• _ASSIGNMENT_
From the line with "Selective Repeat ARQ." through the line with "pub struct UnreliableReceiver", inclusive, return each line of the data below exactly and leave the rest out.

(Extracted data entries)

== == ==

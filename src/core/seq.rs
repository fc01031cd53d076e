//! Sequence-number arithmetic over the 16-bit wraparound space.
//!
//! Raw integer comparison is wrong once numbers wrap, so every ordering and
//! window-membership check in the protocol goes through [`SeqNum`].

use std::fmt;

use serde::{Deserialize, Serialize};

use super::constants::SEQ_SPACE;

/// Half of the sequence space; the ordering horizon for [`SeqNum::precedes`].
const HALF_SPACE: u16 = (SEQ_SPACE / 2) as u16;

/// A sequence number modulo 2^16.
#[derive(Debug, Clone, Copy, PartialEq, Eq, Hash, Default, Serialize, Deserialize)]
#[serde(transparent)]
pub struct SeqNum(u16);

impl SeqNum {
    /// The first sequence number used by every channel.
    pub const ZERO: Self = Self(0);

    /// Create a sequence number from its raw value.
    pub const fn new(raw: u16) -> Self {
        Self(raw)
    }

    /// Raw 16-bit value.
    pub const fn get(self) -> u16 {
        self.0
    }

    /// The following sequence number (wraps at 2^16).
    pub const fn next(self) -> Self {
        Self(self.0.wrapping_add(1))
    }

    /// Advance by `n` (wraps at 2^16).
    pub const fn add(self, n: u16) -> Self {
        Self(self.0.wrapping_add(n))
    }

    /// Forward distance from `base` to `self`, in `0..2^16`.
    pub const fn distance_from(self, base: SeqNum) -> u16 {
        self.0.wrapping_sub(base.0)
    }

    /// `true` if `self` comes strictly before `other`.
    ///
    /// Only meaningful when the two numbers are less than half the space
    /// apart, which every window in the protocol guarantees.
    pub const fn precedes(self, other: SeqNum) -> bool {
        let d = other.distance_from(self);
        d != 0 && d < HALF_SPACE
    }

    /// `true` if `self` lies in `[base, base + len)`.
    pub const fn is_within(self, base: SeqNum, len: u16) -> bool {
        self.distance_from(base) < len
    }
}

impl From<u16> for SeqNum {
    fn from(raw: u16) -> Self {
        Self(raw)
    }
}

impl From<SeqNum> for u16 {
    fn from(seq: SeqNum) -> Self {
        seq.0
    }
}

impl fmt::Display for SeqNum {
    fn fmt(&self, f: &mut fmt::Formatter<'_>) -> fmt::Result {
        write!(f, "{}", self.0)
    }
}
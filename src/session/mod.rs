//! H-UDP - Session
//!
//! High-level API: one socket multiplexing the reliable and unreliable
//! channels for a sender or a receiver.

mod config;
#[allow(clippy::module_inception)]
mod session;

pub use config::*;
pub use session::*;
//! Reliable channel: Selective Repeat ARQ.
//!
//! The sender retransmits only packets whose individual timers expire; the
//! receiver buffers out-of-order arrivals and acknowledges each frame
//! separately. Neither side performs I/O.

mod receiver;
mod sender;
mod window;

pub use receiver::{Disposition, ReceiveOutcome, ReceiverConfig, SkipOutcome, SrReceiver};
pub use sender::{AckOutcome, SenderConfig, SrSender, TimeoutEvent};
pub use window::SlotRing;
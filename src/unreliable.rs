//! Unreliable channel: fire-and-forget datagrams.
//!
//! Frames carry a monotonically increasing sequence number so loss and
//! reordering can be observed, but nothing is acknowledged, buffered or
//! retransmitted.

use tracing::trace;

use crate::core::{HudpResult, SeqNum};
use crate::delivery::{Delivered, Transmit};
use crate::frame::{Channel, DataFrame, encode_data};
use crate::timing::{latency_ms, wire_timestamp};

/// Sequence counter for unreliable frames.
#[derive(Debug, Default)]
pub struct UnreliableSender {
    next: SeqNum,
}

impl UnreliableSender {
    /// Create a sender starting at sequence number zero.
    pub fn new() -> Self {
        Self::default()
    }

    /// Sequence number the next frame will get.
    pub fn next_seq(&self) -> SeqNum {
        self.next
    }

    /// Frame `payload` with the next sequence number.
    ///
    /// An oversized payload is rejected without consuming a number.
    pub fn prepare(&mut self, payload: Vec<u8>) -> HudpResult<Transmit> {
        let seq = self.next;
        let frame = DataFrame::new(Channel::Unreliable, seq, wire_timestamp(), payload);
        let datagram = encode_data(&frame)?;
        self.next = seq.next();
        trace!(%seq, "unreliable packet prepared");
        Ok(Transmit { seq, datagram })
    }
}

/// Pass-through for unreliable frames.
#[derive(Debug, Default)]
pub struct UnreliableReceiver {
    received: u64,
}

impl UnreliableReceiver {
    /// Create a receiver.
    pub fn new() -> Self {
        Self::default()
    }

    /// Frames handed out so far.
    pub fn received(&self) -> u64 {
        self.received
    }

    /// Hand an inbound frame straight to the application.
    pub fn on_frame(&mut self, frame: DataFrame) -> Delivered {
        self.received += 1;
        Delivered {
            channel: Channel::Unreliable,
            seq: frame.seq,
            latency_ms: latency_ms(frame.timestamp, wire_timestamp()),
            timestamp: frame.timestamp,
            payload: frame.payload,
        }
    }
}

#[cfg(test)]
mod tests {
    use super::*;
    use crate::core::{HudpError, MAX_PAYLOAD_SIZE};
    use crate::frame::{Frame, decode};

    #[test]
    fn test_prepare_is_monotonic() {
        let mut tx = UnreliableSender::new();
        for i in 0..3u16 {
            let t = tx.prepare(vec![9; 4]).unwrap();
            assert_eq!(t.seq, SeqNum::new(i));
            let Frame::Data(frame) = decode(&t.datagram).unwrap() else {
                panic!("expected data frame");
            };
            assert_eq!(frame.channel, Channel::Unreliable);
        }
        assert_eq!(tx.next_seq(), SeqNum::new(3));
    }

    #[test]
    fn test_oversized_payload_rejected() {
        let mut tx = UnreliableSender::new();
        let err = tx.prepare(vec![0; MAX_PAYLOAD_SIZE + 1]).unwrap_err();
        assert!(matches!(err, HudpError::Encode(_)));
        assert_eq!(tx.next_seq(), SeqNum::ZERO);
    }

    #[test]
    fn test_receiver_passes_duplicates_and_reordering() {
        let mut rx = UnreliableReceiver::new();
        let order = [3u16, 1, 1, 2];
        let seqs: Vec<u16> = order
            .iter()
            .map(|s| {
                let frame = DataFrame::new(Channel::Unreliable, SeqNum::new(*s), 0, vec![]);
                rx.on_frame(frame).seq.get()
            })
            .collect();
        assert_eq!(seqs, order);
        assert_eq!(rx.received(), 4);
    }
}
//! H-UDP - Core types, constants, and errors.
//!
//! This module provides the foundational pieces shared by every layer of the
//! protocol. It has no runtime dependencies and is always built.

mod constants;
mod error;
mod seq;

pub use constants::*;
pub use error::*;
pub use seq::*;
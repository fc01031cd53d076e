//! Protocol constants for H-UDP.
//!
//! Wire-level values are fixed by the protocol and MUST NOT be changed;
//! the `DEFAULT_*` values can be overridden through the session configuration.

use std::time::Duration;

// =============================================================================
// CHANNEL TAGS
// =============================================================================

/// Reliable data frame (Selective Repeat channel).
pub const TAG_RELIABLE_DATA: u8 = 0x00;

/// Unreliable data frame (fire-and-forget channel).
pub const TAG_UNRELIABLE_DATA: u8 = 0x01;

/// Acknowledgment for a reliable data frame.
pub const TAG_RELIABLE_ACK: u8 = 0x02;

// =============================================================================
// FRAME SIZES
// =============================================================================

/// Data frame header size (tag + seq + timestamp + payload length).
pub const DATA_HEADER_SIZE: usize = 1 + 2 + 4 + 2;

/// ACK frame size (tag + acked seq + echoed timestamp).
pub const ACK_FRAME_SIZE: usize = 1 + 2 + 4;

/// Largest payload a single data frame may carry.
///
/// Keeps a full frame under a 1400-byte datagram.
pub const MAX_PAYLOAD_SIZE: usize = 1391;

/// Largest datagram the protocol ever produces.
pub const MAX_DATAGRAM_SIZE: usize = DATA_HEADER_SIZE + MAX_PAYLOAD_SIZE;

// =============================================================================
// SEQUENCE SPACE
// =============================================================================

/// Number of distinct sequence numbers (16-bit wraparound).
pub const SEQ_SPACE: u32 = 1 << 16;

/// Largest window that keeps window membership unambiguous.
pub const MAX_WINDOW_CAPACITY: u16 = (SEQ_SPACE / 2) as u16;

// =============================================================================
// DEFAULTS
// =============================================================================

/// Default send/receive window capacity.
pub const DEFAULT_WINDOW_CAPACITY: u16 = 32;

/// Default sender retransmission interval.
pub const DEFAULT_RETRANSMIT_INTERVAL: Duration = Duration::from_millis(200);

/// Default receiver skip timeout.
///
/// Should exceed twice the retransmission interval so one retry round-trip
/// fits before the receiver abandons a gap.
pub const DEFAULT_SKIP_TIMEOUT: Duration = Duration::from_millis(450);

/// Default capacity of the application delivery queue.
pub const DEFAULT_DELIVERY_QUEUE_CAPACITY: usize = 1024;

/// Default socket receive buffer size.
pub const DEFAULT_RECV_BUFFER_SIZE: usize = 2048;
//! Error types for H-UDP.

use std::io;

use thiserror::Error;

/// Errors that can occur when framing an outbound payload.
#[derive(Debug, Error, Clone, PartialEq, Eq)]
pub enum EncodeError {
    /// Payload does not fit in a single datagram.
    #[error("payload too large: {size} bytes exceeds maximum of {max}")]
    PayloadTooLarge {
        /// Size of the rejected payload.
        size: usize,
        /// Largest allowed payload.
        max: usize,
    },
}

/// Errors that can occur when parsing an inbound datagram.
///
/// These never escape the receive loop: the offending datagram is dropped.
#[derive(Debug, Error, Clone, PartialEq, Eq)]
pub enum DecodeError {
    /// Datagram is shorter than the header it claims to carry.
    #[error("frame too short: expected at least {expected} bytes, got {actual}")]
    TooShort {
        /// Minimum expected size.
        expected: usize,
        /// Actual size received.
        actual: usize,
    },

    /// Unknown channel-type tag.
    #[error("unknown channel type: 0x{0:02x}")]
    UnknownChannel(u8),

    /// Declared payload length disagrees with the bytes present.
    #[error("payload length mismatch: header says {expected}, but {actual} bytes available")]
    PayloadLengthMismatch {
        /// Payload length from the header.
        expected: usize,
        /// Payload bytes actually present.
        actual: usize,
    },
}

/// Errors in session configuration.
#[derive(Debug, Error, Clone, PartialEq, Eq)]
pub enum ConfigError {
    /// The sender role needs somewhere to send.
    #[error("sender role requires a remote address")]
    MissingRemote,

    /// Window capacity outside `1..=32768`.
    #[error("invalid window capacity {0}: must be between 1 and {max}", max = super::MAX_WINDOW_CAPACITY)]
    InvalidWindow(u32),

    /// A duration option was zero.
    #[error("{0} must be greater than zero")]
    ZeroDuration(&'static str),

    /// Delivery queue capacity was zero.
    #[error("delivery queue capacity must be greater than zero")]
    ZeroQueueCapacity,

    /// Receive buffer cannot hold a full frame.
    #[error("receive buffer of {0} bytes cannot hold a maximum-size frame")]
    RecvBufferTooSmall(usize),

    /// An option could not be parsed.
    #[error("invalid value for {key}: {value:?}")]
    InvalidValue {
        /// Option name.
        key: &'static str,
        /// The offending value.
        value: String,
    },
}

/// Top-level H-UDP errors.
#[derive(Debug, Error)]
pub enum HudpError {
    /// Payload could not be framed.
    #[error("encoding error: {0}")]
    Encode(#[from] EncodeError),

    /// Datagram could not be parsed.
    #[error("decoding error: {0}")]
    Decode(#[from] DecodeError),

    /// No room in the send window.
    #[error("send window full ({capacity} packets in flight)")]
    WindowFull {
        /// Configured window capacity.
        capacity: u16,
    },

    /// Transport-level failure.
    #[error("socket error: {0}")]
    Socket(#[from] io::Error),

    /// No data arrived before the deadline.
    #[error("receive timed out")]
    Timeout,

    /// Operation not available for this session's role.
    #[error("{operation} is not available on a {role} session")]
    WrongRole {
        /// The rejected operation.
        operation: &'static str,
        /// The session's role.
        role: &'static str,
    },

    /// Session is closed.
    #[error("session closed")]
    Closed,

    /// Configuration error.
    #[error("configuration error: {0}")]
    Config(#[from] ConfigError),
}

impl HudpError {
    /// Check if this error ends the session.
    pub fn is_fatal(&self) -> bool {
        matches!(self, HudpError::Socket(_) | HudpError::Closed)
    }

    /// Check if this is the expected "no data yet" result of a receive.
    pub fn is_timeout(&self) -> bool {
        matches!(self, HudpError::Timeout)
    }
}

/// Result type for H-UDP operations.
pub type HudpResult<T> = Result<T, HudpError>;

#[cfg(test)]
mod tests {
    use super::*;

    #[test]
    fn test_fatal_errors() {
        assert!(HudpError::Closed.is_fatal());
        assert!(HudpError::Socket(io::Error::new(io::ErrorKind::Other, "test")).is_fatal());

        assert!(!HudpError::Timeout.is_fatal());
        assert!(!HudpError::WindowFull { capacity: 32 }.is_fatal());
        assert!(!HudpError::Decode(DecodeError::UnknownChannel(9)).is_fatal());
    }

    #[test]
    fn test_timeout_classifier() {
        assert!(HudpError::Timeout.is_timeout());
        assert!(!HudpError::Closed.is_timeout());
    }

    #[test]
    fn test_error_messages() {
        let err = EncodeError::PayloadTooLarge { size: 2000, max: 1391 };
        assert_eq!(
            err.to_string(),
            "payload too large: 2000 bytes exceeds maximum of 1391"
        );

        let err = HudpError::WrongRole {
            operation: "send",
            role: "receiver",
        };
        assert_eq!(err.to_string(), "send is not available on a receiver session");

        let err = ConfigError::InvalidWindow(0);
        assert_eq!(
            err.to_string(),
            "invalid window capacity 0: must be between 1 and 32768"
        );
    }

    #[test]
    fn test_from_conversions() {
        let err: HudpError = DecodeError::UnknownChannel(0x7f).into();
        assert!(matches!(err, HudpError::Decode(DecodeError::UnknownChannel(0x7f))));

        let err: HudpError = ConfigError::MissingRemote.into();
        assert!(matches!(err, HudpError::Config(ConfigError::MissingRemote)));
    }
}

== == ==

• _YOUR SOLUTION_
//! Reliable channel: Selective Repeat ARQ.
//!
//! The sender retransmits only packets whose individual timers expire; the
//! receiver buffers out-of-order arrivals and acknowledges each frame
//! separately. Neither side performs I/O.

mod receiver;
mod sender;
mod window;

pub use receiver::{Disposition, ReceiveOutcome, ReceiverConfig, SkipOutcome, SrReceiver};
pub use sender::{AckOutcome, SenderConfig, SrSender, TimeoutEvent};
pub use window::SlotRing;
filename src/unreliable.rs
//! Unreliable channel: fire-and-forget datagrams.
//!
//! Frames carry a monotonically increasing sequence number so loss and
//! reordering can be observed, but nothing is acknowledged, buffered or
//! retransmitted.

use tracing::trace;

use crate::core::{HudpResult, SeqNum};
use crate::delivery::{Delivered, Transmit};
use crate::frame::{Channel, DataFrame, encode_data};
use crate::timing::{latency_ms, wire_timestamp};

/// Sequence counter for unreliable frames.
#[derive(Debug, Default)]
pub struct UnreliableSender {
    next: SeqNum,
}

impl UnreliableSender {
    /// Create a sender starting at sequence number zero.
    pub fn new() -> Self {
        Self::default()
    }

    /// Sequence number the next frame will get.
    pub fn next_seq(&self) -> SeqNum {
        self.next
    }

    /// Frame `payload` with the next sequence number.
    ///
    /// An oversized payload is rejected without consuming a number.
    pub fn prepare(&mut self, payload: Vec<u8>) -> HudpResult<Transmit> {
        let seq = self.next;
        let frame = DataFrame::new(Channel::Unreliable, seq, wire_timestamp(), payload);
        let datagram = encode_data(&frame)?;
        self.next = seq.next();
        trace!(%seq, "unreliable packet prepared");
        Ok(Transmit { seq, datagram })
    }
}

/// Pass-through for unreliable frames.
#[derive(Debug, Default)]
pub struct UnreliableReceiver {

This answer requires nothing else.